In 2014, a song he co-wrote with Dave Ogrin was a finalist for Broadway Producer Ken Davenport's Song Writing Contest and the Stiles-Drewe Songwriting Contest in England. He co-wrote SIGNAL MALFUNCTION, a contemporary farce, which was featured at the 2013 at the Midtown International Theatre Festival in New York. He is also hard at work on the new musical, HOW THE WESTONS WON.
The original version of ZOMBIE WEDDING sold out at the Gorleston Pavilion in October 2012 and was one of the Top Picks of the 2011 New York International Fringe Festival with glowing reviews and more than a dozen call-outs from the NY Daily News, Village Voice, Theatremania.com, Playbill.com, MSN.com and WCBS Radio.
In 2009, two of his musicals received fully-staged, Equity-approved workshop productions in collaboration with leading musical theater companies in the Bay Area. Directed by Bay Area veteran musical theater director Dianna Shuster, SHADOWS OF POMPEII was produced in collaboration with 42nd Street Moon Theatre at the Eureka Theatre as a non-subscription part of Moon’s 2008-09 season. Earlier in 2009,
FOUNTAIN OF YOUTH had a fully-staged Equity-approved workshop production in San Jose in collaboration with American Musical Theatre of San Jose and directed by Mike Ward, who has been involved in the development of new musical theater projects by George Furth and other Broadway composer.
As part of the San Francisco Fringe Festival, Staab’s musical, RM3, premiered. It featured songs by noted pop composer Ben Folds. A year earlier, his full-length comedy, A UNION OF SAN FRANCISCANS, was produced at the Phoenix Theatre. Through ASCAP’s Collaborator Corner, Staab’s first effort at writing musicals, THE LULUS, was done electronically in 2001-2002 with a lyricist in Detroit and a composer in New York. He has written several short theater pieces and is a regular contributor at a theater and screenwriting group in the Bay Area.

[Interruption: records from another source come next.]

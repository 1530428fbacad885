//! Environment variable sets handed to the plotting scripts.
//!
//! NCL scripts take their inputs via `getenv`, so each invocation receives
//! an explicit `(name, value)` mapping. The mapping is built once per plot
//! run and attached to every spawn request; the parent process environment
//! is never mutated, so concurrent runs cannot observe each other's
//! variables.

use std::path::PathBuf;

/// Variables the plain plotting scripts read.
#[derive(Debug, Clone, PartialEq, Eq)]
pub struct PlotVars {
    pub fcst_file: PathBuf,
    pub locations_file: PathBuf,
    pub out_dir: String,
    pub out_type: String,
    pub nest_id: String,
    pub domain: String,
    pub model_run: String,
}

impl PlotVars {
    /// Render as `(name, value)` pairs in a stable order.
    pub fn to_pairs(&self) -> Vec<(String, String)> {
        vec![
            ("FCST_FILE".to_string(), self.fcst_file.display().to_string()),
            (
                "LOCATIONS_FILE".to_string(),
                self.locations_file.display().to_string(),
            ),
            ("NCL_OUT_DIR".to_string(), self.out_dir.clone()),
            ("NCL_OUT_TYPE".to_string(), self.out_type.clone()),
            ("NEST_ID".to_string(), self.nest_id.clone()),
            ("DOMAIN".to_string(), self.domain.clone()),
            ("MODEL_RUN".to_string(), self.model_run.clone()),
        ]
    }
}

/// Variables the overlay plotting scripts read.
///
/// A strict subset of [`PlotVars`]: overlay scripts take no locations
/// file, domain name, or model run identifier.
#[derive(Debug, Clone, PartialEq, Eq)]
pub struct OverlayVars {
    pub fcst_file: PathBuf,
    pub out_dir: String,
    pub out_type: String,
    pub nest_id: String,
}

impl OverlayVars {
    /// Render as `(name, value)` pairs in a stable order.
    pub fn to_pairs(&self) -> Vec<(String, String)> {
        vec![
            ("FCST_FILE".to_string(), self.fcst_file.display().to_string()),
            ("NCL_OUT_DIR".to_string(), self.out_dir.clone()),
            ("NCL_OUT_TYPE".to_string(), self.out_type.clone()),
            ("NEST_ID".to_string(), self.nest_id.clone()),
        ]
    }
}

/// NCL locates its resource directory through `NCARG_NCARG`. Derive it
/// from the caller's `NCARG_ROOT` when one is available.
pub fn ncarg_vars(ncarg_root: Option<&str>) -> Vec<(String, String)> {
    match ncarg_root {
        Some(root) => vec![("NCARG_NCARG".to_string(), format!("{root}/lib/ncarg"))],
        None => Vec::new(),
    }
}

In addition to writing, Staab has been involved in theatre as an actor and has served on the Board of American Musical Theatre of San Jose and marketing committees for Playmakers Repertory Theatre in North Carolina and American Musical Theatre Festival in Philadelphia.
He is a Professional Writing Associate of Mercury Musical Developments, Theatre Development Fund and Theatre Resources Unlimited and a former member of Theatre Bay Area.